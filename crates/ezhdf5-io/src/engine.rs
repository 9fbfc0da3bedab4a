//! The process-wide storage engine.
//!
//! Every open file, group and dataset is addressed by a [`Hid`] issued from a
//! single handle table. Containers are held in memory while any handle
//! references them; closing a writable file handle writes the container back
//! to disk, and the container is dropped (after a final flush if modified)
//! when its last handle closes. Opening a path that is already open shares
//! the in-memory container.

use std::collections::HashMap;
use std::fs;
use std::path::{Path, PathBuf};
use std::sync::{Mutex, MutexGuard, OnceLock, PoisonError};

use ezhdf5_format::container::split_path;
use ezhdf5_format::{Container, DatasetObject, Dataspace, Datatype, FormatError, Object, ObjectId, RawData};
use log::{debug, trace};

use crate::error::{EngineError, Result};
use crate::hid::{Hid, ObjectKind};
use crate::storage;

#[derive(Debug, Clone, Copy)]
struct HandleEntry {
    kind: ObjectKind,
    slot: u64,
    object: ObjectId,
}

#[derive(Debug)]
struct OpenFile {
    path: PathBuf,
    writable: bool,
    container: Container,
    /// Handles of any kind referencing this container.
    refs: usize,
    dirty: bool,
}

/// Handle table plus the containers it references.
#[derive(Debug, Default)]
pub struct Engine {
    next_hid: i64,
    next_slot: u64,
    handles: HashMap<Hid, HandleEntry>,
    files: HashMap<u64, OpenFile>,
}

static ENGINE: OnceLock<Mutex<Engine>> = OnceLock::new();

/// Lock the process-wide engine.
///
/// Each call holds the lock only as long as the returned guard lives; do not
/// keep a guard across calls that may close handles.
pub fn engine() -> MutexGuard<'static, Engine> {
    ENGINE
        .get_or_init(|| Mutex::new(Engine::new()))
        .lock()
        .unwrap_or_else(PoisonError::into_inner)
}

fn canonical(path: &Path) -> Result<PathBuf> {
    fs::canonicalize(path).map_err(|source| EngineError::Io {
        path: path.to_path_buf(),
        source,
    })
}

^^^^^^^^^^^^^^^^

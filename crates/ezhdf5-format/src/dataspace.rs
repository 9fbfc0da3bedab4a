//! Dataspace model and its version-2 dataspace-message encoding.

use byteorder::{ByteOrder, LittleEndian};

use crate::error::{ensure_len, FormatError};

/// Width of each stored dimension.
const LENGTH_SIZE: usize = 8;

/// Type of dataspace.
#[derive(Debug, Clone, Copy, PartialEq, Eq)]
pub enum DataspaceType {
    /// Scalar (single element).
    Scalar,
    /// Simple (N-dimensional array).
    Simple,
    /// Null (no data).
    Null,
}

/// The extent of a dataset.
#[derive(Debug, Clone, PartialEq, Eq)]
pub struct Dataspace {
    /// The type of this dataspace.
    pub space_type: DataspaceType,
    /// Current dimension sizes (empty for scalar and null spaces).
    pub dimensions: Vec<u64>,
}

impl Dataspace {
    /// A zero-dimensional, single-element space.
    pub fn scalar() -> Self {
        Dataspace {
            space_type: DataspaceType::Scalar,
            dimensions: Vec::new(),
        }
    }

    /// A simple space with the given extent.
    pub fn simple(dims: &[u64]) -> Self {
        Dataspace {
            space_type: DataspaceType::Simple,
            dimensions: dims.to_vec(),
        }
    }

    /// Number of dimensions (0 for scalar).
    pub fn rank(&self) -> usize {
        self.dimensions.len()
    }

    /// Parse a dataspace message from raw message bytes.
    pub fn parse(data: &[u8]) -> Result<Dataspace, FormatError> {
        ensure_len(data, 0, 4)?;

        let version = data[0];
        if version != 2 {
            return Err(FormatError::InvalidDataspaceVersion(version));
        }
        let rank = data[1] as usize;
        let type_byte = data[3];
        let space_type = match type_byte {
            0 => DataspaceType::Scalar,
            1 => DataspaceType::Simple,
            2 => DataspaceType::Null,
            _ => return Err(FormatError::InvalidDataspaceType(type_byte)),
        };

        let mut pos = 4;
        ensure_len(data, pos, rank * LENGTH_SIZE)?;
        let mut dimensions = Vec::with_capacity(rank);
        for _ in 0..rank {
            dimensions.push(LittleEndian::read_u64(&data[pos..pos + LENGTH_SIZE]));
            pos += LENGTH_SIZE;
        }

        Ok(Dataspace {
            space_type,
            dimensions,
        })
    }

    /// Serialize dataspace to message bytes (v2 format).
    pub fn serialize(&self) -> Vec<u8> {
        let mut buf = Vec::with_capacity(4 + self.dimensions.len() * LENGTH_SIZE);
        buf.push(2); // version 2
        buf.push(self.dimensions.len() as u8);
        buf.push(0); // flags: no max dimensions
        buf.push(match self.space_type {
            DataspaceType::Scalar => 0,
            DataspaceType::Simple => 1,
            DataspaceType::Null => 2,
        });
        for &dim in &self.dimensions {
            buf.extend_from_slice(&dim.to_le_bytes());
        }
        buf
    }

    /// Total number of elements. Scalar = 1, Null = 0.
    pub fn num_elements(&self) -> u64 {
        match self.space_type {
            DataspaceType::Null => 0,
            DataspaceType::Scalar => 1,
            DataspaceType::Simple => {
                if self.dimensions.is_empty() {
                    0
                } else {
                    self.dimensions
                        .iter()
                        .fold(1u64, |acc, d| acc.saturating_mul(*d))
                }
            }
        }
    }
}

^^^^^^^^^^^^^^^^

Exercise details —
A single figure is required: how many lines above contain the word "static".

Output —
2